Michael Braun | 16.02.1999
    Für den chronisch Lesesüchtigen unserer Tage ist nun ein rettendes Medikament auf den Markt gekommen, das sein unstillbares Verlangen nach abseitigem, entlegenem Druckwerk zumindest für einige Zeit befriedigt. Es ist das neue Heft , die Nummer 191 der Literaturzeitschrift "Die Horen", das uns auf abenteuerliche Expeditionen zu längst verschollenen Autoren und seltsam irrlichternden Gestalten der Literaturgeschichte mitnimmt. Waren die altehrwürdigen "Horen" in den vergangenen Jahren mehr durch konzeptuelle Schwerfälligkeit als durch poetische Phantasie aufgefallen, so ist dem Herausgeberkreis um Johann P. Tammen und Heiko Postma diesmal ein überraschend lehrreiches Heft über schräge Vögel, funkelnde Quertreiber und rabiate Exzentriker der Literatur geglückt. In diesem kleinen, aber unentbehrlichen Lexikon der literarischen Geheimtips versammelt sich vom postbarocken Schelmenromancier Johann Beer, über artistische Randfiguren des Expressionismus wie Ferdinand Hardekopf oder Paul Gurk, bis hin zu zwei modernen Literatur-Flaneuren wie Micky Remann und Eckhard Sinzig, alles, was eben nicht Rang und Namen hat.

    In einem fesselnden Porträt entfaltet die Schweizer Schriftstellerin Ruth Schweikert das wilde Leben der Wiener Bohème-Autorin Bertha Diener alias "Sir Galahad", einer zwischen den Geschlechtern und den literarischen Gattungen vagabundierende Autorin, die 1932 die männer-dominierte Literaturwelt mit einer weiblichen Kulturgeschichte aufschreckte.

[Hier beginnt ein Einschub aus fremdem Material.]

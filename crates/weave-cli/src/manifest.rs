use std::path::Path;

use serde::Deserialize;
use weave_catalog::{InMemoryCatalog, TypeName};
use weave_context::{ClassContext, MixinConfiguration};

use crate::error::CliError;

/// A type catalog and the mixin configuration over it, in one TOML file.
///
/// ```toml
/// [[catalog.type]]
/// name = "App.Order"
///
/// [[configuration.class]]
/// target = "App.Order"
///
/// [[configuration.class.mixin]]
/// type = "App.AuditMixin"
/// ```
#[derive(Debug, Deserialize)]
pub struct Manifest {
    #[serde(default)]
    pub catalog: InMemoryCatalog,
    #[serde(default)]
    pub configuration: MixinConfiguration,
}

impl Manifest {
    pub fn load(path: &Path) -> Result<Manifest, CliError> {
        let source =
            std::fs::read_to_string(path).map_err(|source| CliError::Read { path: path.to_path_buf(), source })?;
        let manifest = Manifest::parse(&source, path)?;
        log::debug!(
            "loaded {}: {} type(s), {} configured target(s)",
            path.display(),
            manifest.catalog.len(),
            manifest.configuration.configured_targets().count()
        );
        Ok(manifest)
    }

    pub fn parse(source: &str, path: &Path) -> Result<Manifest, CliError> {
        toml::from_str(source).map_err(|err| CliError::Manifest { path: path.to_path_buf(), message: err.to_string() })
    }

    /// `target` if given, otherwise every configured target.
    pub fn targets(&self, target: Option<&TypeName>) -> Vec<TypeName> {
        match target {
            Some(target) => vec![target.clone()],
            None => self.configuration.configured_targets().cloned().collect(),
        }
    }

    pub fn context_for(&self, target: &TypeName) -> Result<ClassContext, CliError> {
        Ok(self.configuration.context_for(target, &self.catalog)?)
    }
}
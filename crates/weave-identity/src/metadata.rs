use std::collections::{BTreeMap, BTreeSet};

use weave_catalog::{MemberInfo, MemberRef, Signature, TypeInfo, TypeName};
use weave_definitions::{MixinId, Participant, TargetClassDefinition};

use crate::identifier::ConcreteMixinTypeIdentifier;

/// Name of the public wrapper generated for a non-public member.
pub fn wrapper_name(signature: &Signature) -> String {
    format!("__wrap_{}", signature.mangled())
}

/// Name of the generated interface through which a mixin calls the target
/// members that override it.
pub fn override_interface_name(mixin_type: &TypeName) -> TypeName {
    TypeName::new(format!("{mixin_type}.IOverriddenMethods"))
}

/// Everything a code emitter needs to generate one concrete mixin type.
#[derive(Debug, Clone, PartialEq, Eq)]
pub struct ConcreteMixinTypeMetadata {
    pub identifier: ConcreteMixinTypeIdentifier,
    /// Present when the target overrides members of the mixin.
    pub override_interface: Option<TypeName>,
    /// Non-public mixin members taking part in an override chain, mapped to
    /// the public wrapper the generated types call them through. Overriders
    /// are called from the target's chain; overridden members expose their
    /// base implementation.
    pub wrappers: BTreeMap<MemberRef, String>,
    /// Mixin members overridden by the target, mapped to the matching
    /// method of the override interface.
    pub override_methods: BTreeMap<MemberRef, MemberRef>,
}

impl ConcreteMixinTypeMetadata {
    pub fn from_definition(definition: &TargetClassDefinition, mixin: MixinId) -> Option<Self> {
        let identifier = ConcreteMixinTypeIdentifier::from_definition(definition, mixin)?;
        let interface = override_interface_name(&identifier.mixin_type);

        let mut wrappers = BTreeMap::new();
        let mut override_methods = BTreeMap::new();
        for member in definition.members_of(Participant::Mixin(mixin)) {
            let overridden = member.is_overridden();
            if !overridden && !member.is_override() {
                continue;
            }
            let member_ref = member.member_ref();
            if !member.visibility.is_public() {
                wrappers.insert(member_ref.clone(), wrapper_name(&member.signature));
            }
            if overridden {
                override_methods.insert(member_ref, MemberRef::new(interface.clone(), member.signature.clone()));
            }
        }

        Some(ConcreteMixinTypeMetadata {
            identifier,
            override_interface: (!override_methods.is_empty()).then_some(interface),
            wrappers,
            override_methods,
        })
    }

    pub fn mixin_type(&self) -> &TypeName {
        &self.identifier.mixin_type
    }

    /// The override interface as a catalog type, for emitters that register
    /// what they generate.
    pub fn override_interface_info(&self) -> Option<TypeInfo> {
        let name = self.override_interface.as_ref()?;
        let info = self
            .override_methods
            .values()
            .fold(TypeInfo::interface(name.clone()), |info, method| {
                info.with_member(MemberInfo::new(method.signature.clone()))
            });
        Some(info)
    }
}

/// What the generated subclass of the target class looks like.
#[derive(Debug, Clone, PartialEq, Eq)]
pub struct ConcreteTargetMetadata {
    pub target: TypeName,
    /// Mixins in application order.
    pub mixins: Vec<TypeName>,
    /// Identifiers of the mixins that need generated types.
    pub mixin_identifiers: Vec<ConcreteMixinTypeIdentifier>,
    /// Non-public target members overridden by mixins, mapped to the public
    /// wrapper the mixins call as their next-call target.
    pub wrappers: BTreeMap<MemberRef, String>,
    /// Introduced and composed interfaces the generated type implements.
    pub interfaces: BTreeSet<TypeName>,
}

impl ConcreteTargetMetadata {
    pub fn from_definition(definition: &TargetClassDefinition) -> Self {
        let wrappers = definition
            .members_of(Participant::Target)
            .filter(|member| !member.visibility.is_public() && !member.next_call_chain.is_empty())
            .map(|member| (member.member_ref(), wrapper_name(&member.signature)))
            .collect();
        let interfaces = definition
            .introduced_interfaces
            .iter()
            .map(|introduced| introduced.interface.clone())
            .chain(definition.composed_interfaces.iter().map(|composed| composed.interface.clone()))
            .collect();

        ConcreteTargetMetadata {
            target: definition.target.clone(),
            mixins: definition.mixins_in_order().map(|mixin| mixin.mixin_type.clone()).collect(),
            mixin_identifiers: ConcreteMixinTypeIdentifier::all_from_definition(definition),
            wrappers,
            interfaces,
        }
    }
}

    Daneben finden sich luzide monographische Essays zu tragisch gescheiterten Autoren, wie etwa dem Selbstmordphilosophen Philipp Mainländer, der nach Abschluß seiner Schrift "Philosophie der Erlösung" im Jahr 1876 den Zeitpunkt für gekommen hielt, sich durch den Strick von der Miserabilität der Welt zu erlösen; oder auch zu dem lebensmüden Dada-Snob Jaques Rigaut, der so lange mit einem Revolver unter dem Kopfkissen schlief, bis er ihn schließlich 1929 in Paris, gerade 31 Jahre alt, gegen sich selbst richtete. "Ich schreibe", so lesen wir in den Fragmenten von Jacques Rigaut, "um mich zu erbrechen (...) Ich glaube nicht, daß man sich durch die Poesie aus der Affäre ziehen kann. Ich hoffe die Poesie zu vergessen." Mit dieser destruktiven Poetik haben sich auch einige andere verzweifelte Zeitgenossen des Expressionismus hervorgetan; Johannes Theodor Baargeld etwa, der Avantgardist aus Köln, zog es vor, sich der Verlogenheit des Literaturbetriebs durch Flucht in die Berge zu entziehen. Auf einer ausgedehnten Klettertour am Montblanc-Massiv verlor der Gelegenheitsdadaist irgendwann die Orientierung und erfror im Schneesturm. Daß die Spuren all jener literarischen Extremisten von Beer bis Baargeld nicht vom Schneesturm oder vom Winde verweht werden - dafür hat nun die neue Ausgabe der "Horen" gesorgt. Der kurioseste und witzigste Beitrag des Heftes stammt übrigens von Ulrich Holbein, der in halsbrecherischer Wortspielerei in "äußerst unbekannten Manuskripten" von Micky Remann und Eckhard Sinzig geblättert hat. Lesesüchtige aller Länder, aufgepaßt: Nur in Ulrich Holbeins Privatarchiv sind die gepriesenen Wunderwerke von Remann und Sinzig zugänglich. Wem dieser Rechercheweg zu aufwendig ist, der greife zum neuen Heft, der Nummer 191 der Literaturzeitschrift "Die Horen".